WHAT YOU WILL DO: Repeat exactly the lines from the first line of the records through the line containing "for the barcode", and nothing more.

##### EXTRACTED INFORMATION

use bio::alphabets::dna::revcomp;

use super::whitelist::{AmbiguityPolicy, BarcodeWhitelist, LocateContext, LocateResult};

///////////////////////////////
/// Bases of residual adapter sequence tolerated before the barcode
pub const DEFAULT_ADAPTER_SLACK: usize = 8;

///////////////////////////////
/// Which read strands are searched for the barcode
#[derive(Clone, Copy, Debug, PartialEq, Eq, Default, clap::ValueEnum)]
pub enum StrandPolicy {
    /// Only the read as sequenced
    #[default]
    Forward,
    /// The read and its reverse complement; the better match is kept
    Both,
}

#[derive(Clone, Copy, Debug, PartialEq, Eq)]
pub enum Strand {
    Forward,
    Reverse,
}

///////////////////////////////
/// A barcode located in a read. Positions refer to the read on the given strand
#[derive(Clone, Debug, PartialEq, Eq)]
pub struct BarcodeMatch {
    pub barcode_idx: u32,
    pub edit_distance: u32,
    pub start: usize,
    pub end: usize,
    pub umi: Vec<u8>,
    pub strand: Strand,
}

#[derive(Clone, Debug, PartialEq, Eq)]
pub enum ReadClass {
    Matched(BarcodeMatch),
    TooShort,
    NoMatch,
    Ambiguous,
}

//Outcome of the search on one strand
#[derive(Clone, Debug, PartialEq, Eq)]
enum StrandOutcome {
    Found(BarcodeMatch),
    TooShort,
    NoMatch,
    Ambiguous(u32),
}

///////////////////////////////
/// Finds the cell barcode near the start of a read, followed by the UMI
#[derive(Clone, Debug)]
pub struct BarcodeLocator<'a> {
    whitelist: &'a BarcodeWhitelist,
    umi_len: usize,
    adapter_slack: usize,
    strand: StrandPolicy,
}

impl<'a> BarcodeLocator<'a> {
    pub fn new(
        whitelist: &'a BarcodeWhitelist,
        umi_len: usize,
        adapter_slack: usize,
        strand: StrandPolicy,
    ) -> BarcodeLocator<'a> {
        BarcodeLocator {
            whitelist,
            umi_len,
            adapter_slack,
            strand,
        }
    }

    pub fn whitelist(&self) -> &'a BarcodeWhitelist {
        self.whitelist
    }

    ///////////////////////////////
    /// Number of bases from the start of the read that are searched
    pub fn window_len(&self) -> usize {
        self.whitelist.bc_len() + self.umi_len + self.whitelist.max_dist() + self.adapter_slack
    }

    ///////////////////////////////
    /// Classify one read
    pub fn classify(&self, seq: &[u8], ctx: &mut LocateContext) -> ReadClass {
        if seq.len() < self.window_len() {
            return ReadClass::TooShort;
        }

        let forward = self.search_strand(seq, Strand::Forward, ctx);
        let outcome = match self.strand {
            StrandPolicy::Forward => forward,
            StrandPolicy::Both => {
                let rc = revcomp(seq);
                let reverse = self.search_strand(&rc, Strand::Reverse, ctx);
                self.combine_strands(forward, reverse)
            }
        };

        match outcome {
            StrandOutcome::Found(m) => ReadClass::Matched(m),
            StrandOutcome::TooShort => ReadClass::TooShort,
            StrandOutcome::NoMatch => ReadClass::NoMatch,
            StrandOutcome::Ambiguous(_) => ReadClass::Ambiguous,
        }
    }

    fn search_strand(&self, seq: &[u8], strand: Strand, ctx: &mut LocateContext) -> StrandOutcome {
        let window = &seq[..self.window_len()];
        match self.whitelist.locate(window, ctx) {
            LocateResult::Match(m) => {
                let umi_end = m.end + self.umi_len;
                if umi_end > seq.len() {
                    return StrandOutcome::TooShort;
                }
                StrandOutcome::Found(BarcodeMatch {
                    barcode_idx: m.barcode_idx,
                    edit_distance: m.edit_distance,
                    start: m.start,
                    end: m.end,
                    umi: seq[m.end..umi_end].to_vec(),
                    strand,
                })
            }
            LocateResult::NoMatch => StrandOutcome::NoMatch,
            LocateResult::Ambiguous { edit_distance, .. } => StrandOutcome::Ambiguous(edit_distance),
        }
    }

    ///////////////////////////////
    /// Keep the better of the two strands. Equal distances to different barcodes are ambiguous,
    /// unless first-hit is requested, in which case the forward strand is kept
    fn combine_strands(&self, forward: StrandOutcome, reverse: StrandOutcome) -> StrandOutcome {
        use StrandOutcome::*;
        match (forward, reverse) {
            (Found(f), Found(r)) => {
                if r.edit_distance < f.edit_distance {
                    Found(r)
                } else if f.edit_distance < r.edit_distance
                    || f.barcode_idx == r.barcode_idx
                    || self.whitelist.ambiguity() == AmbiguityPolicy::FirstHit
                {
                    Found(f)
                } else {
                    Ambiguous(f.edit_distance)
                }
            }
            (Found(m), Ambiguous(d)) | (Ambiguous(d), Found(m)) => {
                if m.edit_distance < d {
                    Found(m)
                } else {
                    Ambiguous(d)
                }
            }
            (Found(m), _) | (_, Found(m)) => Found(m),
            (Ambiguous(d), _) | (_, Ambiguous(d)) => Ambiguous(d),
            (TooShort, _) | (_, TooShort) => TooShort,
            (NoMatch, NoMatch) => NoMatch,
        }
    }
}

##########

RESULT FOR THIS TASK:
use bio::alphabets::dna::revcomp;

use super::whitelist::{AmbiguityPolicy, BarcodeWhitelist, LocateContext, LocateResult};

///////////////////////////////
/// Bases of residual adapter sequence tolerated before the barcode
pub const DEFAULT_ADAPTER_SLACK: usize = 8;

///////////////////////////////
/// Which read strands are searched for the barcode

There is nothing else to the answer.